Figure 10. The first step from the reactive architecture for the six-legged walker to a cognitive architecture: the controller includes an internal body model which is used for sensor fusion (and can be used to produce the trajectories for movements such as those during the stance phase – this is not shown in the figure). Only a part of the controller is shown (only some of the existing behaviors and only for the right front leg). During normal behavior, the internal body model (upper left) serves perception. Switch 2 being in pos 1 provides proprioceptive input (e.g., joint angles from the legs). The body model may also receive external sensory input (e.g., from the antennae or visual input, arrow from above). If the system runs into a problem, the body model is, together with the procedural networks (Swing-net, Stance-net), used for trying out variations of behaviors. In this case both switches are flipped from position 1 to position 2 and the motor control (double-lined arrows entering switch 1 on the right) is routed, not to the body anymore, but to the body model (dashed double line). This circuit is used for internal simulation and predicts the sensory consequences of the action. The whole process is repeated until a suitable behavior has been found. For further explanations see text.
In our simulation approach, such an imagined behavior is elicited if during normal behavior a problem has been detected. A problem is characterized by a situation that cannot be handled by the currently performed behavior.
The network will, however, be able to find a solution to the problem only if the system can show some creativity. This means that new behaviors can be performed that are normally not elicited in the actual context. We assume that creativity is given by the faculty of the complete system to select new motivation units, i.e., procedural memory elements that are not activated in the actual context. We are currently working with a simple expansion of the motivation unit network to allow for creativity as characterized here (for more information see Schilling and Cruse, submitted).
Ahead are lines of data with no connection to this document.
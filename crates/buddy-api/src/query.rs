//! Bracketed query parameters such as `page[offset]` and `filter[age][min]`.

use std::collections::HashMap;
use std::str::FromStr;

use buddy_db::matching::{Page, UserFilter};
use buddy_types::models::Gender;
use buddy_types::validation::{validate_code2, validate_username};

use crate::error::{ApiError, ApiResult};

pub const MAX_PAGE_LIMIT: u32 = 100;
pub const MAX_AGE: u32 = 150;

fn number<T: FromStr>(params: &HashMap<String, String>, key: &str) -> ApiResult<Option<T>> {
    match params.get(key) {
        None => Ok(None),
        Some(raw) => raw
            .parse()
            .map(Some)
            .map_err(|_| ApiError::invalid(key, format!("{key} must be a non-negative integer"))),
    }
}

/// Comma separated values; empty items are skipped.
fn list<'a>(params: &'a HashMap<String, String>, key: &str) -> Vec<&'a str> {
    params
        .get(key)
        .map(|raw| raw.split(',').map(str::trim).filter(|s| !s.is_empty()).collect())
        .unwrap_or_default()
}

pub fn parse_page(params: &HashMap<String, String>) -> ApiResult<Page> {
    let mut page = Page::default();
    if let Some(offset) = number::<u32>(params, "page[offset]")? {
        page.offset = offset;
    }
    if let Some(limit) = number::<u32>(params, "page[limit]")? {
        if limit == 0 || limit > MAX_PAGE_LIMIT {
            return Err(ApiError::invalid(
                "page[limit]",
                format!("page[limit] must be between 1 and {MAX_PAGE_LIMIT}"),
            ));
        }
        page.limit = limit;
    }
    Ok(page)
}

pub fn parse_user_filter(params: &HashMap<String, String>) -> ApiResult<UserFilter> {
    let genders = list(params, "filter[gender]")
        .into_iter()
        .map(|g| {
            g.parse::<Gender>()
                .map_err(|_| ApiError::invalid("filter[gender]", format!("unknown gender {g}")))
        })
        .collect::<ApiResult<Vec<_>>>()?;

    let languages = list(params, "filter[language]")
        .into_iter()
        .map(|code| {
            validate_code2(code)
                .map(|_| code.to_string())
                .map_err(|_| ApiError::invalid("filter[language]", format!("invalid language {code}")))
        })
        .collect::<ApiResult<Vec<_>>>()?;

    let min_age = age(params, "filter[age][min]")?;
    let max_age = age(params, "filter[age][max]")?;
    if let (Some(min), Some(max)) = (min_age, max_age) {
        if min > max {
            return Err(ApiError::invalid(
                "filter[age]",
                "filter[age][min] must not exceed filter[age][max]",
            ));
        }
    }

    Ok(UserFilter {
        genders,
        min_age,
        max_age,
        languages,
    })
}

fn age(params: &HashMap<String, String>, key: &str) -> ApiResult<Option<i64>> {
    match number::<u32>(params, key)? {
        Some(years) if years > MAX_AGE => Err(ApiError::invalid(
            key,
            format!("{key} must be at most {MAX_AGE}"),
        )),
        years => Ok(years.map(i64::from)),
    }
}

/// `filter[with]` of the conversation listing.
pub fn parse_with(params: &HashMap<String, String>) -> ApiResult<String> {
    let with = params
        .get("filter[with]")
        .ok_or_else(|| ApiError::invalid("filter[with]", "filter[with] is required"))?;
    validate_username(with).map_err(|_| ApiError::invalid("filter[with]", "invalid username"))?;
    Ok(with.clone())
}

#[cfg(test)]
mod tests {
    use super::*;

    fn params(pairs: &[(&str, &str)]) -> HashMap<String, String> {
        pairs
            .iter()
            .map(|(k, v)| (k.to_string(), v.to_string()))
            .collect()
    }

    #[test]
    fn page_defaults() {
        assert_eq!(parse_page(&params(&[])).unwrap(), Page::default());

        let page = parse_page(&params(&[("page[offset]", "20"), ("page[limit]", "5")])).unwrap();
        assert_eq!(page, Page { offset: 20, limit: 5 });
    }

    #[test]
    fn page_rejects_bad_numbers() {
        assert!(parse_page(&params(&[("page[offset]", "-1")])).is_err());
        assert!(parse_page(&params(&[("page[limit]", "0")])).is_err());
        assert!(parse_page(&params(&[("page[limit]", "101")])).is_err());
        assert!(parse_page(&params(&[("page[limit]", "ten")])).is_err());
    }

    #[test]
    fn filters_parse_lists_and_bounds() {
        let filter = parse_user_filter(&params(&[
            ("filter[gender]", "female,other"),
            ("filter[age][min]", "20"),
            ("filter[age][max]", "30"),
            ("filter[language]", "en, cs"),
        ]))
        .unwrap();

        assert_eq!(filter.genders, [Gender::Female, Gender::Other]);
        assert_eq!(filter.min_age, Some(20));
        assert_eq!(filter.max_age, Some(30));
        assert_eq!(filter.languages, ["en", "cs"]);
    }

    #[test]
    fn empty_filters_do_not_filter() {
        let filter = parse_user_filter(&params(&[("filter[gender]", ""), ("filter[language]", "")]))
            .unwrap();
        assert_eq!(filter, UserFilter::default());
    }

    #[test]
    fn filters_reject_unknown_values() {
        assert!(parse_user_filter(&params(&[("filter[gender]", "robot")])).is_err());
        assert!(parse_user_filter(&params(&[("filter[language]", "eng")])).is_err());
        assert!(
            parse_user_filter(&params(&[("filter[age][min]", "40"), ("filter[age][max]", "30")]))
                .is_err()
        );
    }

    #[test]
    fn ages_are_capped() {
        let filter = parse_user_filter(&params(&[("filter[age][max]", "150")])).unwrap();
        assert_eq!(filter.max_age, Some(150));

        for key in ["filter[age][min]", "filter[age][max]"] {
            match parse_user_filter(&params(&[(key, "4000000000")])) {
                Err(ApiError::Validation(fields)) => assert_eq!(fields[0].pointer, key),
                other => panic!("unexpected {other:?}"),
            }
            assert!(parse_user_filter(&params(&[(key, "151")])).is_err());
        }
    }

    #[test]
    fn with_is_required_and_validated() {
        assert_eq!(parse_with(&params(&[("filter[with]", "anna")])).unwrap(), "anna");
        assert!(parse_with(&params(&[])).is_err());
        assert!(parse_with(&params(&[("filter[with]", "Not Valid")])).is_err());
    }
}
If this approach turns out to be successful, we can distinguish between three levels of decision making (Cruse, 2009). The lowest level is characterized by a sensory-driven winner-take-all network, as for example is given in simple Braitenberg (1986) vehicles. The strongest sensory input determines which behavior will be performed (e.g., moving to stimulus A or to stimulus B). Noise plays merely a marginal effect as it will influence the decision only if both sensory inputs are very similar. A more complex “decision” structure would base its decision also on the current state of the system. In the case of our system the current state is represented by the motivation units as for example applied in the winner-take-all network controlling the swing-stance transitions. Both levels of decision making can be attributed to so-called reactive systems. The third level is characterized by the above mentioned system endowed with the property of internal simulation, i.e., with the ability to predict, in combination with the ability to test new behavioral solutions. As the search for new behavioral solutions, i.e., new procedures not used in the current context, is equipped with some stochasticity, an external observer cannot predict the new behavior invented by this system. This property, following the definition of Cleeremans (2005), may be characterized as comprising a volitional decision. In this way, the system is able to act in unknown and problematic situations. It is able to vary existing behaviors and, importantly, anticipates consequences of new behavioral plans before actually executing them. This allows the system to try different possible adaptations and select the one that predicts a desired outcome. The system uses the predictive capabilities of the internal model and becomes an anticipatory system following the definition of Pezzulo et al., (2008, p. 23) who provide a broad overview on anticipation and anticipatory artificial systems.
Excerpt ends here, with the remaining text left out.